### [Stored data]

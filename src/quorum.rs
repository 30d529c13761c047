use std::borrow::Borrow;

use crate::Value;

/// Outcome of counting the values of one phase of a round.
#[derive(Debug, Clone, Copy, PartialEq, Eq)]
pub enum Tally {
    Majority(Value),
    NoMajority,
}

impl Tally {
    /// The value a node carries forward from this tally, `Unknown` when no
    /// value reached a majority.
    pub fn value(&self) -> Value {
        match self {
            Tally::Majority(v) => *v,
            Tally::NoMajority => Value::Unknown,
        }
    }
}

/// Counts zeros and ones, a value wins if it was sent by strictly more than
/// half of the `n` nodes. `Unknown` values are not counted for either side.
pub fn tally<V: Borrow<Value>>(values: impl IntoIterator<Item = V>, n: usize) -> Tally {
    let (mut zeros, mut ones) = (0usize, 0usize);
    for v in values {
        match v.borrow() {
            Value::Zero => zeros += 1,
            Value::One => ones += 1,
            Value::Unknown => (),
        }
    }

    if 2 * zeros > n {
        Tally::Majority(Value::Zero)
    } else if 2 * ones > n {
        Tally::Majority(Value::One)
    } else {
        Tally::NoMajority
    }
}
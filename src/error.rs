use thiserror::Error;

use crate::NodeId;

#[derive(Error, Debug)]
pub enum Error {
    #[error("Failed to encode with bincode")]
    Encoding(#[from] bincode::Error),
    #[error("A network needs at least one node")]
    NoNodes,
    #[error("Node id {id} is outside of the network (n = {n})")]
    NodeOutOfRange { id: NodeId, n: usize },
    #[error("Fault tolerance {f} leaves no quorum in a network of {n} nodes")]
    NoQuorum { f: usize, n: usize },
    #[error("Peer {0} is unreachable")]
    Unreachable(NodeId),
}

pub type Result<T> = std::result::Result<T, Error>;
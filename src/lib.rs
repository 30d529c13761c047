pub mod broadcaster;
pub mod coin;
pub mod config;
pub mod consensus;
pub mod error;
pub mod ledger;
pub mod message;
pub mod node;
pub mod quorum;
pub mod readiness;
pub mod state;
pub mod transport;
pub mod value;

pub use crate::broadcaster::{Broadcaster, Outgoing};
pub use crate::coin::{Coin, RngCoin, ScriptedCoin};
pub use crate::config::NodeConfig;
pub use crate::consensus::BenOr;
pub use crate::error::{Error, Result};
pub use crate::ledger::RoundLedger;
pub use crate::message::{Phase, ProtocolMessage, Round};
pub use crate::node::Node;
pub use crate::quorum::{tally, Tally};
pub use crate::readiness::{ReadySet, Readiness};
pub use crate::state::{NodeState, Status};
pub use crate::transport::Transport;
pub use crate::value::Value;

pub type NodeId = usize;
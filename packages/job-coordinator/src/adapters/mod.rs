//! Adapter boundaries for the queue and the state store.
//!
//! These are INFRASTRUCTURE traits only. The coordinator talks to the broker
//! and the key-value store exclusively through them, which lets tests swap in
//! the in-memory versions from [`crate::testing`].
//!
//! Adapters own their I/O timeout policy; the coordinator adds none.

pub mod nats;
pub mod redis;

use anyhow::Result;
use async_trait::async_trait;
use bytes::Bytes;

use crate::job::Job;
use crate::response::{InboundMessage, Metadata};

pub use self::nats::{NatsQueuePublisher, NatsQueueSubscriber};
pub use self::redis::RedisStateStore;

/// Key-value store that mirrors job snapshots.
///
/// Writes are plain overwrites keyed by job id with no expiry. The coordinator
/// never reads back from the store.
#[async_trait]
pub trait StateStore: Send + Sync {
    /// Overwrite the snapshot stored under `key`.
    async fn put(&self, key: &str, snapshot: &Job) -> Result<()>;

    /// Release connections. Called once during shutdown.
    async fn close(&self) -> Result<()> {
        Ok(())
    }
}

/// Publishes outbound work to a named destination.
#[async_trait]
pub trait QueuePublisher: Send + Sync {
    /// Enqueue `payload` on `destination` with `metadata` attached.
    ///
    /// Success means the broker accepted the message; there is no further
    /// delivery acknowledgment.
    async fn publish(&self, destination: &str, metadata: Metadata, payload: Bytes) -> Result<()>;

    /// Flush and release the connection. Called once during shutdown.
    async fn close(&self) -> Result<()> {
        Ok(())
    }
}

/// Delivers inbound messages from a single fixed destination.
///
/// Messages are considered delivered on receipt (auto-ack).
#[async_trait]
pub trait QueueSubscriber: Send {
    /// Wait for the next message. `None` means the subscription ended.
    ///
    /// Must be cancel-safe: dropping the future loses no message.
    async fn next(&mut self) -> Option<InboundMessage>;

    /// Stop the subscription, consuming anything the broker already sent.
    async fn close(&mut self) -> Result<()> {
        Ok(())
    }
}
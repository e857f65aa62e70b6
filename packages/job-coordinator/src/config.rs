use std::time::Duration;

use anyhow::{ensure, Result};
use clap::Parser;

use crate::response::RESPONSE_DESTINATION;
use crate::scheduler::DispatchConfig;

/// Upper bound for the retention and pending TTL settings (ten years).
pub const MAX_RETENTION_SECS: u64 = 10 * 365 * 24 * 60 * 60;

/// Process configuration, read from flags with environment fallbacks.
#[derive(Debug, Clone, Parser)]
#[command(
    name = "job-coordinator",
    version,
    about = "Dispatches scrape jobs on an interval and reconciles their responses"
)]
pub struct Config {
    /// Redis address used to mirror job snapshots
    #[arg(short = 'r', long = "redis", env = "REDIS_URL")]
    pub store_url: String,

    /// NATS address used to dispatch jobs and receive responses
    #[arg(short = 'q', long = "queue", env = "NATS_URL")]
    pub queue_url: String,

    /// Seconds between dispatch ticks
    #[arg(long, env = "DISPATCH_INTERVAL_SECS", default_value_t = 30 * 60)]
    pub interval_secs: u64,

    /// Job types dispatched on every tick
    #[arg(
        long,
        env = "JOB_TYPES",
        value_delimiter = ',',
        default_value = "PP,News"
    )]
    pub job_types: Vec<String>,

    /// Subject the response consumer listens on
    #[arg(long, env = "RESPONSE_SUBJECT", default_value = RESPONSE_DESTINATION)]
    pub response_subject: String,

    /// Seconds a finished job stays in memory (0 keeps jobs forever)
    #[arg(long, env = "JOB_RETENTION_SECS", default_value_t = 24 * 60 * 60)]
    pub retention_secs: u64,

    /// Seconds a job may stay created or queued without finishing (0 keeps jobs forever)
    #[arg(long, env = "JOB_PENDING_TTL_SECS", default_value_t = 24 * 60 * 60)]
    pub pending_ttl_secs: u64,
}

impl Config {
    /// Load `.env` if present, then parse the command line.
    pub fn load() -> Result<Self> {
        let _ = dotenvy::dotenv();
        let config = Self::parse();
        config.validate()?;
        Ok(config)
    }

    pub fn validate(&self) -> Result<()> {
        ensure!(!self.store_url.trim().is_empty(), "Redis address must be set");
        ensure!(!self.queue_url.trim().is_empty(), "NATS address must be set");
        ensure!(self.interval_secs > 0, "dispatch interval must be positive");
        ensure!(
            self.job_types.iter().any(|t| !t.trim().is_empty()),
            "at least one job type must be configured"
        );
        ensure!(
            self.retention_secs <= MAX_RETENTION_SECS,
            "retention must not exceed {MAX_RETENTION_SECS} seconds"
        );
        ensure!(
            self.pending_ttl_secs <= MAX_RETENTION_SECS,
            "pending TTL must not exceed {MAX_RETENTION_SECS} seconds"
        );
        Ok(())
    }

    pub fn dispatch(&self) -> DispatchConfig {
        DispatchConfig {
            interval: Duration::from_secs(self.interval_secs),
            job_types: self
                .job_types
                .iter()
                .map(|t| t.trim().to_string())
                .filter(|t| !t.is_empty())
                .collect(),
            retention: (self.retention_secs > 0).then(|| Duration::from_secs(self.retention_secs)),
            pending_ttl: (self.pending_ttl_secs > 0)
                .then(|| Duration::from_secs(self.pending_ttl_secs)),
        }
    }
}

#[cfg(test)]
mod tests {
    use super::*;

    fn parse(args: &[&str]) -> Config {
        Config::try_parse_from(std::iter::once("job-coordinator").chain(args.iter().copied()))
            .unwrap()
    }

    #[test]
    fn test_defaults() {
        let config = parse(&["-r", "redis://localhost:6379", "-q", "nats://localhost:4222"]);

        assert!(config.validate().is_ok());
        let dispatch = config.dispatch();
        assert_eq!(dispatch.interval, Duration::from_secs(1800));
        assert_eq!(dispatch.job_types, vec!["PP", "News"]);
        assert_eq!(dispatch.retention, Some(Duration::from_secs(86400)));
        assert_eq!(dispatch.pending_ttl, Some(Duration::from_secs(86400)));
        assert_eq!(config.response_subject, "job-responses");
    }

    #[test]
    fn test_job_types_and_retention() {
        let config = parse(&[
            "--redis",
            "redis://r",
            "--queue",
            "nats://q",
            "--job-types",
            "News, Weather",
            "--retention-secs",
            "0",
            "--pending-ttl-secs",
            "0",
        ]);

        let dispatch = config.dispatch();
        assert_eq!(dispatch.job_types, vec!["News", "Weather"]);
        assert_eq!(dispatch.retention, None);
        assert_eq!(dispatch.pending_ttl, None);
    }

    #[test]
    fn test_rejects_zero_interval() {
        let config = parse(&["-r", "redis://r", "-q", "nats://q", "--interval-secs", "0"]);
        assert!(config.validate().is_err());
    }

    #[test]
    fn test_rejects_blank_address() {
        let config = parse(&["-r", " ", "-q", "nats://q"]);
        assert!(config.validate().is_err());
    }

    #[test]
    fn test_rejects_unbounded_retention() {
        let config = parse(&[
            "-r",
            "redis://r",
            "-q",
            "nats://q",
            "--retention-secs",
            "10000000000000",
        ]);
        assert!(config.validate().is_err());

        let config = parse(&[
            "-r",
            "redis://r",
            "-q",
            "nats://q",
            "--pending-ttl-secs",
            "10000000000000",
        ]);
        assert!(config.validate().is_err());
    }
}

### [Try it]
The answer must be every line from the entries above that holds the string "bincode".

### [Result below]
    #[error("Failed to encode with bincode")]
    Encoding(#[from] bincode::Error),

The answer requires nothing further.